Early Ovulation: What Does It Mean For Your Fertility

Early Ovulation: What Does It Mean For Your FertilityLadies, I want you to know something, it can be completely normal for your menstrual cycle to vary in length slightly from month to month! Ovulation may come a day before or a day later even in normal some cycles. We actually expect to see natural variations between menstrual cycles. Early ovulation can be concerning, however, when/if it consistently happens. Early ovulation causing a shortened follicular phase is a concern we sometimes hear about. But what does it really mean for your fertility health? In this guide we’ll cover the causes and effects of early ovulation and a shortened follicular phase; and how to encourage balanced menstrual health naturally including fertility herbs, lifestyle changes, stress management and how to support optimal egg health.

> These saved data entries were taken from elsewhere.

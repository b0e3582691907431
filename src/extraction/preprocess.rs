//! Image preparation before upload to the model.

use anyhow::{Context, Result};
use base64::Engine;
use base64::engine::general_purpose::STANDARD;
use image::{DynamicImage, ImageFormat, imageops::FilterType};
use std::io::Cursor;
use std::path::Path;

/// A self-contained, base64-encoded image ready to embed in a request.
#[derive(Debug, Clone)]
pub struct EncodedImage {
    pub mime_type: &'static str,
    /// Base64 (standard alphabet) of the encoded bytes
    pub data: String,
    pub width: u32,
    pub height: u32,
}

/// Loads an image from disk and encodes it for upload.
pub fn prepare_image(path: &Path, max_dimension: u32) -> Result<EncodedImage> {
    let img = image::open(path).context(format!("Failed to load image: {}", path.display()))?;
    encode_image(&img, max_dimension)
}

/// Downscales so neither side exceeds `max_dimension` (aspect ratio kept),
/// then encodes as PNG.
pub fn encode_image(img: &DynamicImage, max_dimension: u32) -> Result<EncodedImage> {
    let scaled = if max_dimension > 0 && (img.width() > max_dimension || img.height() > max_dimension) {
        img.resize(max_dimension, max_dimension, FilterType::Triangle)
    } else {
        img.clone()
    };

    let mut bytes = Cursor::new(Vec::new());
    scaled
        .write_to(&mut bytes, ImageFormat::Png)
        .context("Failed to encode image as PNG")?;

    Ok(EncodedImage {
        mime_type: "image/png",
        data: STANDARD.encode(bytes.into_inner()),
        width: scaled.width(),
        height: scaled.height(),
    })
}

#[cfg(test)]
mod tests {
    use super::*;
    use image::{ImageBuffer, Rgba};

    fn solid(width: u32, height: u32) -> DynamicImage {
        DynamicImage::ImageRgba8(ImageBuffer::from_pixel(width, height, Rgba([200, 200, 200, 255])))
    }

    #[test]
    fn test_small_image_kept_as_is() {
        let encoded = encode_image(&solid(100, 50), 1600).unwrap();
        assert_eq!((encoded.width, encoded.height), (100, 50));
        assert_eq!(encoded.mime_type, "image/png");
    }

    #[test]
    fn test_large_image_downscaled_keeping_aspect() {
        let encoded = encode_image(&solid(3200, 1600), 1600).unwrap();
        assert_eq!((encoded.width, encoded.height), (1600, 800));
    }

    #[test]
    fn test_output_is_decodable_png() {
        let encoded = encode_image(&solid(8, 8), 0).unwrap();
        let bytes = STANDARD.decode(&encoded.data).unwrap();
        let decoded = image::load_from_memory(&bytes).unwrap();
        assert_eq!(decoded.width(), 8);
    }
}
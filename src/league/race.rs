//! Per-race extraction results.
//!
//! A `RaceResult` is what one processed scoreboard image produced: the race
//! number it was assigned at upload time and every row the extractor returned,
//! valid or not.

use chrono::{DateTime, Local};
use serde::{Deserialize, Serialize};
use std::fmt;

/// Number of races in a league.
pub const RACES_PER_LEAGUE: usize = 12;

/// A race number in `1..=12`.
#[derive(Clone, Copy, Debug, PartialEq, Eq, PartialOrd, Ord, Hash, Serialize, Deserialize)]
#[serde(try_from = "u8", into = "u8")]
pub struct RaceNumber(u8);

impl RaceNumber {
    pub const FIRST: RaceNumber = RaceNumber(1);
    pub const LAST: RaceNumber = RaceNumber(RACES_PER_LEAGUE as u8);

    /// Returns `None` outside `1..=12`.
    pub fn new(number: u8) -> Option<Self> {
        if (1..=RACES_PER_LEAGUE as u8).contains(&number) {
            Some(Self(number))
        } else {
            None
        }
    }

    pub fn get(self) -> u8 {
        self.0
    }

    /// Zero-based slot index into a player's rank sequence.
    pub fn index(self) -> usize {
        self.0 as usize - 1
    }

    /// The following race, or `None` after the last one.
    pub fn next(self) -> Option<Self> {
        Self::new(self.0 + 1)
    }

    /// All race numbers in order.
    pub fn all() -> impl Iterator<Item = RaceNumber> {
        (1..=RACES_PER_LEAGUE as u8).map(RaceNumber)
    }
}

impl TryFrom<u8> for RaceNumber {
    type Error = String;

    fn try_from(value: u8) -> Result<Self, Self::Error> {
        RaceNumber::new(value).ok_or_else(|| format!("race number {} out of range 1-12", value))
    }
}

impl From<RaceNumber> for u8 {
    fn from(race: RaceNumber) -> u8 {
        race.0
    }
}

impl fmt::Display for RaceNumber {
    fn fmt(&self, f: &mut fmt::Formatter<'_>) -> fmt::Result {
        write!(f, "{}", self.0)
    }
}

/// One player row as returned by the extractor. Fields are uninterpreted.
#[derive(Clone, Debug, Default, PartialEq, Serialize, Deserialize)]
pub struct ExtractedRow {
    /// Raw (uncanonicalized) player name
    pub player: String,
    /// Raw team label, e.g. "Team A (BLUE)"
    pub team: String,
    pub score: u32,
    /// Rank label, e.g. "1st"
    pub rank: String,
}

impl ExtractedRow {
    pub fn new(player: &str, team: &str, score: u32, rank: &str) -> Self {
        Self {
            player: player.to_string(),
            team: team.to_string(),
            score,
            rank: rank.to_string(),
        }
    }

    /// A row is valid when its player name is non-empty after trimming.
    /// Invalid rows stay in the race for display but never reach the ledger.
    pub fn is_valid(&self) -> bool {
        !self.player.trim().is_empty()
    }
}

/// Everything one processed image produced.
#[derive(Clone, Debug, PartialEq, Serialize, Deserialize)]
pub struct RaceResult {
    /// File name of the source image
    pub source: String,
    pub race: RaceNumber,
    pub rows: Vec<ExtractedRow>,
    pub processed_at: DateTime<Local>,
    /// Set when extraction failed and `rows` is empty because of it
    #[serde(default)]
    pub error: Option<String>,
}

impl RaceResult {
    pub fn new(source: impl Into<String>, race: RaceNumber, rows: Vec<ExtractedRow>) -> Self {
        Self {
            source: source.into(),
            race,
            rows,
            processed_at: Local::now(),
            error: None,
        }
    }

    /// An empty result recorded for a race whose extraction failed.
    pub fn failed(source: impl Into<String>, race: RaceNumber, error: impl Into<String>) -> Self {
        Self {
            error: Some(error.into()),
            ..Self::new(source, race, Vec::new())
        }
    }

    /// Rows eligible for merging.
    pub fn valid_rows(&self) -> impl Iterator<Item = &ExtractedRow> {
        self.rows.iter().filter(|row| row.is_valid())
    }

    pub fn invalid_count(&self) -> usize {
        self.rows.iter().filter(|row| !row.is_valid()).count()
    }
}
//! The explicitly-owned league state.
//!
//! Holds everything the GUI shows and the storage layer persists. Every change
//! goes through a method here, which swaps in freshly computed ledger and shock
//! log values rather than editing them in place.

use anyhow::{Result, bail};
use serde::{Deserialize, Serialize};

use super::ledger::{Ledger, LedgerError};
use super::matcher::{MAX_PLAYERS, resolve};
use super::race::{RaceNumber, RaceResult};
use super::shock::ShockLog;

#[derive(Clone, Copy, Debug, PartialEq, Eq, Serialize, Deserialize)]
pub enum TeamColor {
    Blue,
    Red,
}

impl TeamColor {
    pub const ALL: [TeamColor; 2] = [TeamColor::Blue, TeamColor::Red];

    /// The qualifier written in parentheses after a team name.
    pub fn qualifier(self) -> &'static str {
        match self {
            TeamColor::Blue => "BLUE",
            TeamColor::Red => "RED",
        }
    }

    pub fn rgb(self) -> [u8; 3] {
        match self {
            TeamColor::Blue => [52, 120, 220],
            TeamColor::Red => [220, 60, 60],
        }
    }
}

#[derive(Clone, Debug, PartialEq, Serialize, Deserialize)]
pub struct TeamConfig {
    pub name: String,
    pub color: TeamColor,
}

impl TeamConfig {
    pub fn new(name: &str, color: TeamColor) -> Self {
        Self {
            name: name.to_string(),
            color,
        }
    }

    /// Label as it appears on scoreboards and in the shock log, e.g. "Kart Club (BLUE)".
    pub fn label(&self) -> String {
        format!("{} ({})", self.name.trim(), self.color.qualifier())
    }

    /// Whether a player's team label belongs to this team.
    pub fn owns(&self, team_label: &str) -> bool {
        let qualifier = format!("({})", self.color.qualifier());
        team_label.to_uppercase().replace(' ', "").contains(&qualifier)
    }
}

#[derive(Clone, Debug, PartialEq, Serialize, Deserialize)]
pub struct LeagueSession {
    pub title: String,
    teams: [TeamConfig; 2],
    roster: Vec<String>,
    ledger: Ledger,
    shocks: ShockLog,
    races: Vec<RaceResult>,
}

impl Default for LeagueSession {
    fn default() -> Self {
        Self {
            title: "Race League".to_string(),
            teams: [
                TeamConfig::new("Team A", TeamColor::Blue),
                TeamConfig::new("Team B", TeamColor::Red),
            ],
            roster: Vec::new(),
            ledger: Ledger::default(),
            shocks: ShockLog::default(),
            races: Vec::new(),
        }
    }
}

impl LeagueSession {
    pub fn teams(&self) -> &[TeamConfig; 2] {
        &self.teams
    }

    pub fn roster(&self) -> &[String] {
        &self.roster
    }

    pub fn ledger(&self) -> &Ledger {
        &self.ledger
    }

    pub fn shocks(&self) -> &ShockLog {
        &self.shocks
    }

    /// Processed races, ordered by race number.
    pub fn races(&self) -> &[RaceResult] {
        &self.races
    }

    pub fn race(&self, race: RaceNumber) -> Option<&RaceResult> {
        self.races.iter().find(|r| r.race == race)
    }

    /// The roster can only be edited before the first race is processed.
    pub fn roster_locked(&self) -> bool {
        !self.races.is_empty()
    }

    /// Replaces the user roster from comma or newline separated text.
    ///
    /// Names are trimmed, duplicates and blanks dropped, and the list is cut
    /// at the player limit. Returns the number of names kept.
    pub fn set_roster_text(&mut self, text: &str) -> Result<usize> {
        if self.roster_locked() {
            bail!("Roster cannot change after races have been processed");
        }
        let mut roster: Vec<String> = Vec::new();
        for name in text.split([',', '\n']).map(str::trim) {
            if !name.is_empty() && !roster.iter().any(|n| n == name) {
                roster.push(name.to_string());
            }
        }
        if roster.len() > MAX_PLAYERS {
            crate::log(&format!(
                "Roster has {} names, keeping the first {}",
                roster.len(),
                MAX_PLAYERS
            ));
            roster.truncate(MAX_PLAYERS);
        }
        self.roster = roster;
        Ok(self.roster.len())
    }

    /// Updates a team's name or color. Shock entries follow the new label.
    pub fn set_team(&mut self, index: usize, team: TeamConfig) {
        let Some(current) = self.teams.get(index) else {
            return;
        };
        let (old_label, new_label) = (current.label(), team.label());
        if old_label != new_label {
            self.shocks = self.shocks.relabel(&old_label, &new_label);
        }
        self.teams[index] = team;
    }

    /// Names to hint the extractor with.
    pub fn hint_names(&self) -> Vec<String> {
        if self.ledger.is_empty() {
            self.roster.clone()
        } else {
            self.ledger.names()
        }
    }

    /// The race after the highest one processed so far.
    pub fn next_race_number(&self) -> Option<RaceNumber> {
        match self.races.iter().map(|r| r.race).max() {
            Some(last) => last.next(),
            None => Some(RaceNumber::FIRST),
        }
    }

    /// Records a race (replacing an earlier result for the same race number)
    /// and merges its valid rows into the ledger.
    pub fn apply_race(&mut self, result: RaceResult) {
        crate::log(&format!(
            "Merging race {} from {}: {} rows ({} invalid)",
            result.race,
            result.source,
            result.rows.len(),
            result.invalid_count()
        ));

        self.ledger = self
            .ledger
            .merge(result.valid_rows(), result.race, &self.roster);

        match self.races.iter().position(|r| r.race == result.race) {
            Some(index) => self.races[index] = result,
            None => {
                let index = self.races.partition_point(|r| r.race < result.race);
                self.races.insert(index, result);
            }
        }
    }

    /// Renames a player in the ledger, the roster and every historical row
    /// that resolved to the old name.
    pub fn rename_player(&mut self, from: &str, to: &str) -> Result<(), LedgerError> {
        let known = self.ledger.names();
        let ledger = self.ledger.rename(from, to)?;
        let to = to.trim();

        for name in self.roster.iter_mut().filter(|n| n.as_str() == from) {
            *name = to.to_string();
        }
        for race in &mut self.races {
            for row in race.rows.iter_mut().filter(|row| row.is_valid()) {
                if resolve(row.player.trim(), &known) == from {
                    row.player = to.to_string();
                }
            }
        }

        self.ledger = ledger;
        crate::log(&format!("Renamed player '{}' to '{}'", from, to));
        Ok(())
    }

    /// Toggles the shock for one of the two configured teams.
    pub fn toggle_shock(&mut self, race: RaceNumber, team_index: usize) {
        if let Some(team) = self.teams.get(team_index) {
            self.shocks = self.shocks.toggle(race, &team.label());
        }
    }

    /// Clears ledger, shocks and race history. Title, teams and roster stay.
    pub fn reset(&mut self) {
        self.ledger = Ledger::default();
        self.shocks = ShockLog::default();
        self.races.clear();
        crate::log("League reset");
    }
}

What is the follicular phase?

The average menstrual cycle lasts 24 to 36 days. Day 1 of your cycle is the first day of your period and the beginning of the follicular phase

During this phase, fluctuations in hormones (low estrogen) cause an increase in FSH levels (follicle stimulating hormone), which triggers follicles to grow in the ovary. Around 10-20 follicles start to develop, but only one (usually) will become an egg.

For optimum fertility, the follicular phase needs 12-15 days in order for the selected follicle to grow and develop into a healthy egg to be ovulated and then fertilized.

What happens if you ovulate too early in the follicular phase?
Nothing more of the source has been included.